WORK INSTRUCTIONS:
Copy each line of the records below that mentions the word "true".

RECORDS FOR THE EXERCISE:
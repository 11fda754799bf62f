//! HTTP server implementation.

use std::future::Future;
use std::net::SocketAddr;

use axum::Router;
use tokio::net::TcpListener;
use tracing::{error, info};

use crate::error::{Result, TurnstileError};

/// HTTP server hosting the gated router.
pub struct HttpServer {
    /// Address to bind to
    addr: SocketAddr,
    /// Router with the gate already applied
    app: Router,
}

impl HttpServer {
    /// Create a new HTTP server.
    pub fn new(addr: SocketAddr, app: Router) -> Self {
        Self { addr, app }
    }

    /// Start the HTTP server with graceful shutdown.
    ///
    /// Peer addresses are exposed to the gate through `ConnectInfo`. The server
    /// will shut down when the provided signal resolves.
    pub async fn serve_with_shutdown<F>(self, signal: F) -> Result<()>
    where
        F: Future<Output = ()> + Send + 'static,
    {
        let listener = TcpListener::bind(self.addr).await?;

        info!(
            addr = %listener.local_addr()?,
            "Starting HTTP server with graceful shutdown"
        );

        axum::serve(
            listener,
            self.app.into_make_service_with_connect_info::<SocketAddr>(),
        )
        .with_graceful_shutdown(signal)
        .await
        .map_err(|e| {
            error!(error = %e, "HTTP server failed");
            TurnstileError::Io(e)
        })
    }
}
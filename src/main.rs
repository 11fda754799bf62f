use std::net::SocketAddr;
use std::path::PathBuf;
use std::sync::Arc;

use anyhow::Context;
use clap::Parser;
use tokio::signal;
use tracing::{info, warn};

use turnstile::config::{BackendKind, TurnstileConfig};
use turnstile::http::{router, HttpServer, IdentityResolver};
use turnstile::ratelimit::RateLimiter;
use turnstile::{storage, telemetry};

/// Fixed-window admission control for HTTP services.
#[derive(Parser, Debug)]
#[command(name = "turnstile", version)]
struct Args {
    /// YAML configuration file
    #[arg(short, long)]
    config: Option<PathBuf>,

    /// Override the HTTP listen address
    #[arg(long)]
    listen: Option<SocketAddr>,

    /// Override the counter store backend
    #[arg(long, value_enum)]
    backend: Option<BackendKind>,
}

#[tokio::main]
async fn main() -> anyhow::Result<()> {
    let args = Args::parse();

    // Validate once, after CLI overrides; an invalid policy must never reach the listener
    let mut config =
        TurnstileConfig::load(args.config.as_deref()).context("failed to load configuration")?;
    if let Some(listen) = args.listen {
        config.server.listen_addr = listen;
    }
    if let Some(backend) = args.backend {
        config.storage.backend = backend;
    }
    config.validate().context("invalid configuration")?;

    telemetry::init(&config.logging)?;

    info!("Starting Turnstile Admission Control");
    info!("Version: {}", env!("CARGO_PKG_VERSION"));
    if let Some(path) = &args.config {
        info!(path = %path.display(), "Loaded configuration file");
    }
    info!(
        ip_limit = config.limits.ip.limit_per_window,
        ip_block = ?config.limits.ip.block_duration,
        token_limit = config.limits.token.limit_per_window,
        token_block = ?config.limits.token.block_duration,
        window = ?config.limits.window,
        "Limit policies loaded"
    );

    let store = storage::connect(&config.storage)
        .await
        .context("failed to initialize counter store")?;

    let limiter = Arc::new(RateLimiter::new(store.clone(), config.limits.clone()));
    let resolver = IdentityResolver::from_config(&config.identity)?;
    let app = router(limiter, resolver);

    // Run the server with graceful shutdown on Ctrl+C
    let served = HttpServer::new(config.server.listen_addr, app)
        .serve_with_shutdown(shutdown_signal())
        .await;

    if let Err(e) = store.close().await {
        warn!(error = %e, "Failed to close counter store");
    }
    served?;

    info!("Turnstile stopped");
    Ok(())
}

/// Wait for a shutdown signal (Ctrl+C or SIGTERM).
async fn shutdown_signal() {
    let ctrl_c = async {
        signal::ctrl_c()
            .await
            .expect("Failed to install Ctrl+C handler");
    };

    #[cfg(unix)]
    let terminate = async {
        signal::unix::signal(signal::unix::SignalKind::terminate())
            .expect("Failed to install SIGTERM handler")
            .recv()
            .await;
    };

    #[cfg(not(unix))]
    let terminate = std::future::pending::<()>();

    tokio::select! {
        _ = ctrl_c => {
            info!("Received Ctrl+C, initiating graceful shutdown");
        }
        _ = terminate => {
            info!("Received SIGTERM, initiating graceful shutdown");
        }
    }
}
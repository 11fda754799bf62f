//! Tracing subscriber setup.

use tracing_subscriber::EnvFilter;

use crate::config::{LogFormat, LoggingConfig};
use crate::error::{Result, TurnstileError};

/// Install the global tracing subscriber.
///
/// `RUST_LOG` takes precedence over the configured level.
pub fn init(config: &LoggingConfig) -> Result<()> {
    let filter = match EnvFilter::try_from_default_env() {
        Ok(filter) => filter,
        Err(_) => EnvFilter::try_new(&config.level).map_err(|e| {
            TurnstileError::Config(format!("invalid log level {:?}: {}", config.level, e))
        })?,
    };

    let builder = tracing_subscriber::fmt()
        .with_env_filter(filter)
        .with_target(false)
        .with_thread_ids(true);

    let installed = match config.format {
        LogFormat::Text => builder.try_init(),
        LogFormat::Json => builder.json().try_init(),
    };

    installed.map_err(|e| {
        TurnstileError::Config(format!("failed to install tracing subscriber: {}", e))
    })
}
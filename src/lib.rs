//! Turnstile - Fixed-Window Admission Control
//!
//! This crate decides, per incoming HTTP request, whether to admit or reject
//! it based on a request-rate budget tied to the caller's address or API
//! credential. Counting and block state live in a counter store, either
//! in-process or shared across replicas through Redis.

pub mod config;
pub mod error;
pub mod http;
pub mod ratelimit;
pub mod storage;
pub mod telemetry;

==

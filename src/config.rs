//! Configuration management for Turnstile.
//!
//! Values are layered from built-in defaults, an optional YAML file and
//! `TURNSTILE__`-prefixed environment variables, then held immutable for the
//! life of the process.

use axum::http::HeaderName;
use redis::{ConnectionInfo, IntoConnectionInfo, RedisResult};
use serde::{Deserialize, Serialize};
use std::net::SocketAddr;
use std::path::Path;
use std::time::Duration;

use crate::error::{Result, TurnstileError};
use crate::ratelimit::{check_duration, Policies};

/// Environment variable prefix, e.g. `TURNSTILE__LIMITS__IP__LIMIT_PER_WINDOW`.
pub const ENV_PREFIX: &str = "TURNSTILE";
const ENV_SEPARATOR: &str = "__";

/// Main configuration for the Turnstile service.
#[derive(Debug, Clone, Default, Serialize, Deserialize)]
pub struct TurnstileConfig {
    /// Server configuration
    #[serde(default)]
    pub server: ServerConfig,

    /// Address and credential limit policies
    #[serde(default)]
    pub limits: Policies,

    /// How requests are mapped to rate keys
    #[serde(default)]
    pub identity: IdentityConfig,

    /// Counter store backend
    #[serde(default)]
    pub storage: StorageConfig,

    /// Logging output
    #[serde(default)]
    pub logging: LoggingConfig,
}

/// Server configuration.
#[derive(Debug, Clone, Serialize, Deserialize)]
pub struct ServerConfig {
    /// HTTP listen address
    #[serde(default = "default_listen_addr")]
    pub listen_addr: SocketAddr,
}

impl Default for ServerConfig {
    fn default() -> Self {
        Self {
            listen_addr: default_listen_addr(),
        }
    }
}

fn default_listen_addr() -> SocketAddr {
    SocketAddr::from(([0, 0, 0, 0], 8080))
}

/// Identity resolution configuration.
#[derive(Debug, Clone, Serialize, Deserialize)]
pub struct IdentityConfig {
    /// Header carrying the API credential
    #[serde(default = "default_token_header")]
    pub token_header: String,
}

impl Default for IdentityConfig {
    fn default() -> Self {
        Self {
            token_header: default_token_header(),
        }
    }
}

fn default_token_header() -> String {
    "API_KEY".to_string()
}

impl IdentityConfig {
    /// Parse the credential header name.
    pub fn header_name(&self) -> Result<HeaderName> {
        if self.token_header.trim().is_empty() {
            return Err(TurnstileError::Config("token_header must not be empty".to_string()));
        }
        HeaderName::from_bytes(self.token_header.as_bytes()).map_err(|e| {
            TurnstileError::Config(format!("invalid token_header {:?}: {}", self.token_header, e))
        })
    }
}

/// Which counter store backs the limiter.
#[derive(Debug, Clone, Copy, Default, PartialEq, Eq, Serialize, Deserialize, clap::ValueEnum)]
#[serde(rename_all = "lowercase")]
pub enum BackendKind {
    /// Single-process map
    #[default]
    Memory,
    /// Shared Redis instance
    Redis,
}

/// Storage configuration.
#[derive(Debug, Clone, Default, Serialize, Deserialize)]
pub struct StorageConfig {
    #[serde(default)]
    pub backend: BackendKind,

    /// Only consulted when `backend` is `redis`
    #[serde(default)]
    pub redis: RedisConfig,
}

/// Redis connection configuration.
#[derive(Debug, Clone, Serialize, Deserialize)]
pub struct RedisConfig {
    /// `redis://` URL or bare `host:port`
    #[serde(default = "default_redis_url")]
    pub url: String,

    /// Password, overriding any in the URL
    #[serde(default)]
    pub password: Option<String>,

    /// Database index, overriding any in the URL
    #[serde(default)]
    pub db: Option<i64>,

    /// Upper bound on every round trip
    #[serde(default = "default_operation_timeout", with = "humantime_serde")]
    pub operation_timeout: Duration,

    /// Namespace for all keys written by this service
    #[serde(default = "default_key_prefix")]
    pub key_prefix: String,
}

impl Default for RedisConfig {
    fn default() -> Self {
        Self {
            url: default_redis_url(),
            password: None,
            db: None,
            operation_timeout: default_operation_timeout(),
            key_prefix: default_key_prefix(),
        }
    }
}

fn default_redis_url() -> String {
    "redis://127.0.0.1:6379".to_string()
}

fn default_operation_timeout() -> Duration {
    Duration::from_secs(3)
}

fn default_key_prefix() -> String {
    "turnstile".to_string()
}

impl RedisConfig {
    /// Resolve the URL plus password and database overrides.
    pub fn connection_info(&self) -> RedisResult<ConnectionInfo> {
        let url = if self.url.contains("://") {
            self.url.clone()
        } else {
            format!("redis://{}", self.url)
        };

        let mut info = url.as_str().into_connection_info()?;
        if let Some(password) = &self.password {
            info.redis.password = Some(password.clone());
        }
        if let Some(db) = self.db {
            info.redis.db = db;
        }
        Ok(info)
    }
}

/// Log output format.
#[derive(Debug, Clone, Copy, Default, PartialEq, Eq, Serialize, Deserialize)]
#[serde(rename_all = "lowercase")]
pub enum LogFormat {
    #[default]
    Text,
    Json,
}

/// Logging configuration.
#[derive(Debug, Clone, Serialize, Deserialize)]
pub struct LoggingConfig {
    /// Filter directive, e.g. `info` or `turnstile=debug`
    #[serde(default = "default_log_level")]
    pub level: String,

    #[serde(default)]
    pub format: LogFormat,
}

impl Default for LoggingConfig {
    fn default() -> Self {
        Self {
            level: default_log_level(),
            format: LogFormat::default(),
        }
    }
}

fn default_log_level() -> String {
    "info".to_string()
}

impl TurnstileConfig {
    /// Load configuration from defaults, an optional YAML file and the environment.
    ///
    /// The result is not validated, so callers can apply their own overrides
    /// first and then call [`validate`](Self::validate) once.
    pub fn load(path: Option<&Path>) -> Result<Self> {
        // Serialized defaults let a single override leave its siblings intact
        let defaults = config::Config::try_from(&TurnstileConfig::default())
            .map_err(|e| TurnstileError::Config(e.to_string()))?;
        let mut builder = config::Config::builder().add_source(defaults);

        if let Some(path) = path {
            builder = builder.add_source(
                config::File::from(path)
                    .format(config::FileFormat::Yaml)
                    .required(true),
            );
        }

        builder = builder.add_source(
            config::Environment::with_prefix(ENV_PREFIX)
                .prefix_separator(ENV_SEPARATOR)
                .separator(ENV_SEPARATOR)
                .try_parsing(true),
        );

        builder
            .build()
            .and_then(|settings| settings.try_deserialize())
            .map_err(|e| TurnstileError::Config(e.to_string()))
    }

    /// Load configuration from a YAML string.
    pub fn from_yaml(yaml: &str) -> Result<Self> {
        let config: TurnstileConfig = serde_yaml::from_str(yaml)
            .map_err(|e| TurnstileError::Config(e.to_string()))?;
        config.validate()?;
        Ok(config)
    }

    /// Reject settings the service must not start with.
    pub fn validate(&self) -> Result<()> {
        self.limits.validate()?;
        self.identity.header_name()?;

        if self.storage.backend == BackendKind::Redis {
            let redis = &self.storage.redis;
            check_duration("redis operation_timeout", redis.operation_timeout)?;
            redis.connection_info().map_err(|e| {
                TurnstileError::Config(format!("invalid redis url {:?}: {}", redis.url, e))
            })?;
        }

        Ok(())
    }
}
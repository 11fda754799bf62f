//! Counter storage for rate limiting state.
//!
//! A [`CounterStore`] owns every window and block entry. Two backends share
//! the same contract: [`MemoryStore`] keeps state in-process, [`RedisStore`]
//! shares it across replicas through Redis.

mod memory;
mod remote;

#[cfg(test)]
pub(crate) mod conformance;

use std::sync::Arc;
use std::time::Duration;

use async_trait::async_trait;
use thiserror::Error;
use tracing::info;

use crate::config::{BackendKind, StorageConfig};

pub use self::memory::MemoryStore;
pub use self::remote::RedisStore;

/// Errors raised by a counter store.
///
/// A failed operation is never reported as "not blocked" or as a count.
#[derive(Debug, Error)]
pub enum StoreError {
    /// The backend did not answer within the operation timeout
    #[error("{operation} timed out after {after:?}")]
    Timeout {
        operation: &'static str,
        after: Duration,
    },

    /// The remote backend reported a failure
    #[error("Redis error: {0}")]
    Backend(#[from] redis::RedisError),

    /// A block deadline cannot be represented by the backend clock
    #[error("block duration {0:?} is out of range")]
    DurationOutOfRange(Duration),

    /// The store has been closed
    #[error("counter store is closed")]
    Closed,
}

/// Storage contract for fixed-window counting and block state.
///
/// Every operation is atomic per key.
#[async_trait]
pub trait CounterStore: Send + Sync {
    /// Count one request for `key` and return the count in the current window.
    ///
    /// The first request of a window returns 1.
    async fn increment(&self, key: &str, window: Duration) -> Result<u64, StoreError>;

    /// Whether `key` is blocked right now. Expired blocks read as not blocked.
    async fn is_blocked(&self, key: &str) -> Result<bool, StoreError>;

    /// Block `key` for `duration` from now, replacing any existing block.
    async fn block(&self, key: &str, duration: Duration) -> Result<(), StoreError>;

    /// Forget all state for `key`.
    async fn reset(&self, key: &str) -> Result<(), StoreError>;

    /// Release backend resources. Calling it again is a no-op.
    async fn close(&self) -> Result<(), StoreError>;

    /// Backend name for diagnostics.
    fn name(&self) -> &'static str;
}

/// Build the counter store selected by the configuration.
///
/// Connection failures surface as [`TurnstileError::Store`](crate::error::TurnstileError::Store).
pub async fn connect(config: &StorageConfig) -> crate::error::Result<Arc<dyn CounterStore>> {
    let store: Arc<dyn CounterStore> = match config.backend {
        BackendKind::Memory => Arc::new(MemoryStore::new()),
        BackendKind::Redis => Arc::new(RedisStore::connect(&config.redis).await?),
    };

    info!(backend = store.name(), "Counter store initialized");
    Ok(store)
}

TASK SOLUTION:
        .with_thread_ids(true);
                    .required(true),
                .try_parsing(true),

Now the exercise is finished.